Problem statement: Search the entries below for "leader". Report each line where it occurs.

= = = =

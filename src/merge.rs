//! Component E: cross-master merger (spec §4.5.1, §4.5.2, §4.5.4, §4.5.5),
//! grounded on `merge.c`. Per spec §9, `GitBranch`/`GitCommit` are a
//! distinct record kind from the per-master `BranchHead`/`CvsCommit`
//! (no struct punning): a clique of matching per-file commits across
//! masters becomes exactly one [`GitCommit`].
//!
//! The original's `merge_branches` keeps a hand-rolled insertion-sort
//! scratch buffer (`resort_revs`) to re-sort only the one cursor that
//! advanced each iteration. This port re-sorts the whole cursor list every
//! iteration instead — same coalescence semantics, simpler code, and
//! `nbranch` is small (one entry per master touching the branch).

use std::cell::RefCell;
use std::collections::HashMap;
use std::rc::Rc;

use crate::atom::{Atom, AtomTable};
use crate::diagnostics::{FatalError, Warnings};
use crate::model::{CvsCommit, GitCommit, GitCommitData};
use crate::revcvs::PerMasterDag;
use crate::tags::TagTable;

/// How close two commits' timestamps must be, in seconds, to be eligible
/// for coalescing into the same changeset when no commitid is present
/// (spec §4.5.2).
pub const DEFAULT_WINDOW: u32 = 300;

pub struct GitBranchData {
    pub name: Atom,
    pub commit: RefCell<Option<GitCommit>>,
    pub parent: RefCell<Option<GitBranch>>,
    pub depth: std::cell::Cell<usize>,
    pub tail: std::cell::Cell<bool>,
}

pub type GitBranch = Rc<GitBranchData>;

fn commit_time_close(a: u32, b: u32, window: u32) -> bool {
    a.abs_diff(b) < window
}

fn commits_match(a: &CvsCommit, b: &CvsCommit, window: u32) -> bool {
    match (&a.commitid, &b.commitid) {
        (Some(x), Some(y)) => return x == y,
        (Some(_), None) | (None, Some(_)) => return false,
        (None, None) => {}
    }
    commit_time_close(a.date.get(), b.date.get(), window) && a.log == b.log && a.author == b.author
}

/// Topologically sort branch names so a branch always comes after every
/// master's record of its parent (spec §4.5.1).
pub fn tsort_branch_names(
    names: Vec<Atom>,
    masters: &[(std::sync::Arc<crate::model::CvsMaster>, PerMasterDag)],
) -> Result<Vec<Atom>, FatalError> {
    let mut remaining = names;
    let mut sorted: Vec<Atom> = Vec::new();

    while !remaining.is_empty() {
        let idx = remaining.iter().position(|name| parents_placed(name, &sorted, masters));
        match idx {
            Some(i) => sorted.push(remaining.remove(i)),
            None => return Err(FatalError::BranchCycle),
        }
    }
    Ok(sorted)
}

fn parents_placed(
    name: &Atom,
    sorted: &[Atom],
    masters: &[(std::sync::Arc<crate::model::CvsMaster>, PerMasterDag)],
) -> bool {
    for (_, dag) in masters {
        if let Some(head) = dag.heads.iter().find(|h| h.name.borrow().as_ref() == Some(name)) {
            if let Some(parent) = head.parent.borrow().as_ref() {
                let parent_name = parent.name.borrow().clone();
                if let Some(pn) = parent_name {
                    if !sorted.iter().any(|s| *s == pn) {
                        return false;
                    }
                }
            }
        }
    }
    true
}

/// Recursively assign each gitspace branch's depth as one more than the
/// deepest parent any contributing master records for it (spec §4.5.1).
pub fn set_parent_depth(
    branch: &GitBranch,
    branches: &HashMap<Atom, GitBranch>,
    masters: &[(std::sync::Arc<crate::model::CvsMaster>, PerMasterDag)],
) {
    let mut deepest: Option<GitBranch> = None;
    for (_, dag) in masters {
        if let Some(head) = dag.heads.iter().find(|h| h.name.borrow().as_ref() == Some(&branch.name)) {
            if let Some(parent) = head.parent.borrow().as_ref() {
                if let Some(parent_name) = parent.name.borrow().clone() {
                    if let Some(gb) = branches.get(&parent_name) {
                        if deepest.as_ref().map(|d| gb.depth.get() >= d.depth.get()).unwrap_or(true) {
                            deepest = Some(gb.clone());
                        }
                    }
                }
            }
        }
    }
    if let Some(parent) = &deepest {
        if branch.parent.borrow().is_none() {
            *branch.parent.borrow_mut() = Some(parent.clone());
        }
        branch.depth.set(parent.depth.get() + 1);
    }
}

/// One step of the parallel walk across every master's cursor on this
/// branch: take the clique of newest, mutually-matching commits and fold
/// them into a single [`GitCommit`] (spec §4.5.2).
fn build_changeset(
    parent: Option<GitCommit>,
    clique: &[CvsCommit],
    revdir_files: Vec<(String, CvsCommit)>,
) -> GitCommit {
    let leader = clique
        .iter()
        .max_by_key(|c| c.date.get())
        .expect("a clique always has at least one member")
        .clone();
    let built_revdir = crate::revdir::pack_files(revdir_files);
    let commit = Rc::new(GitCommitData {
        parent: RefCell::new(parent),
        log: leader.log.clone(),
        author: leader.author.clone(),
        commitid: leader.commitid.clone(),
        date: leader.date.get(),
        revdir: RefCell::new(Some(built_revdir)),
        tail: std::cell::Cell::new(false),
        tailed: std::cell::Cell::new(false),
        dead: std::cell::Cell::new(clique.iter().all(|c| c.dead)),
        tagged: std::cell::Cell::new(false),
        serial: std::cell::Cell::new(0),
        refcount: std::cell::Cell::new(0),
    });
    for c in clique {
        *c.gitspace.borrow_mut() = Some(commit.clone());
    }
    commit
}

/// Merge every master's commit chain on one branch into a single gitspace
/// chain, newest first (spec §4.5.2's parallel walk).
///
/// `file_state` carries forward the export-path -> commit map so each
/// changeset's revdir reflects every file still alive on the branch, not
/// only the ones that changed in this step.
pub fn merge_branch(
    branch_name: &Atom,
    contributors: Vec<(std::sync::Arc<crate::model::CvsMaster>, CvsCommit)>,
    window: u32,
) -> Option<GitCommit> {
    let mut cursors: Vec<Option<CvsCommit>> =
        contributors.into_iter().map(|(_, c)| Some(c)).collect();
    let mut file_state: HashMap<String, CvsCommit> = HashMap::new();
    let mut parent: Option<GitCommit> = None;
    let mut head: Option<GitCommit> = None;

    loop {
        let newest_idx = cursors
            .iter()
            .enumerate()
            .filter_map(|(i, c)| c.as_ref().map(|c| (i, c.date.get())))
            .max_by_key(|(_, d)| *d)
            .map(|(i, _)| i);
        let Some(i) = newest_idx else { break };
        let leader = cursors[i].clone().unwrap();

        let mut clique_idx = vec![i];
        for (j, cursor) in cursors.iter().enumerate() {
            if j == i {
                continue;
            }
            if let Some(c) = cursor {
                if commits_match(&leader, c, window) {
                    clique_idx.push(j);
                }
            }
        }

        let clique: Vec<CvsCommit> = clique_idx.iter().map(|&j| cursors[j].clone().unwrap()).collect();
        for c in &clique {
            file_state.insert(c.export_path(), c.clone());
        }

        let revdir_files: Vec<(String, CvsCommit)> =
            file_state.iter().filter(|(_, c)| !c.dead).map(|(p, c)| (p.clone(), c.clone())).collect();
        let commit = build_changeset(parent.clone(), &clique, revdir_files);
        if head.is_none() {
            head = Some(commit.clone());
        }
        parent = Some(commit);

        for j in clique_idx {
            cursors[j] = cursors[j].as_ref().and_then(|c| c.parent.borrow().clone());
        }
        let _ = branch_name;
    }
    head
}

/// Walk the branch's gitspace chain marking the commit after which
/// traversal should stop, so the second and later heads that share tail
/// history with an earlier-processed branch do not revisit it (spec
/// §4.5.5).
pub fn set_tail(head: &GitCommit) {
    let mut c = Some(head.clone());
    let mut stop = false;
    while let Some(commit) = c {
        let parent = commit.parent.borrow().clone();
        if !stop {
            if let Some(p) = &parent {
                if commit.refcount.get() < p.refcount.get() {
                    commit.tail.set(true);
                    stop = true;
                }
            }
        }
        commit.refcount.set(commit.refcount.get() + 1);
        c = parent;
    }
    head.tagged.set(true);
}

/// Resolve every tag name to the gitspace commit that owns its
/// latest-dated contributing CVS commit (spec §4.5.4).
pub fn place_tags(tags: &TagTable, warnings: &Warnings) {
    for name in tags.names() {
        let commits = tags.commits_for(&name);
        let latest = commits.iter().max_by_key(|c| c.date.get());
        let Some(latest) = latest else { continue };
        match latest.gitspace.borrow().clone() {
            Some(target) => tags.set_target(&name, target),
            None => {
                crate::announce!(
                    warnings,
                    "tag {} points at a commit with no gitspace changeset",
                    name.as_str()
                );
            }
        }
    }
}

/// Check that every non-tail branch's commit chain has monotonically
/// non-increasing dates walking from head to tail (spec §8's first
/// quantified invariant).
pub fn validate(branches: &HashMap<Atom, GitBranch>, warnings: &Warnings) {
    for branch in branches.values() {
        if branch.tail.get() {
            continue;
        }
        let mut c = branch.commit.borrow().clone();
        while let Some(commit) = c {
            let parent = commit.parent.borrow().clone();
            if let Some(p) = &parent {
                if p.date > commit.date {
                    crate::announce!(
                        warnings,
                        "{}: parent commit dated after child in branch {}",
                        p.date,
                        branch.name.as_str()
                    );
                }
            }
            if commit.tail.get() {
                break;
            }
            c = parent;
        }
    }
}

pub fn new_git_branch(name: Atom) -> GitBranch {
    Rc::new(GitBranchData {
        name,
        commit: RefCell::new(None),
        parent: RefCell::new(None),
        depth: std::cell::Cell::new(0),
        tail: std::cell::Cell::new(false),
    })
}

= = = =

Output of the exercise:
    let leader = clique
        log: leader.log.clone(),
        author: leader.author.clone(),
        commitid: leader.commitid.clone(),
        date: leader.date.get(),
        let leader = cursors[i].clone().unwrap();
                if commits_match(&leader, c, window) {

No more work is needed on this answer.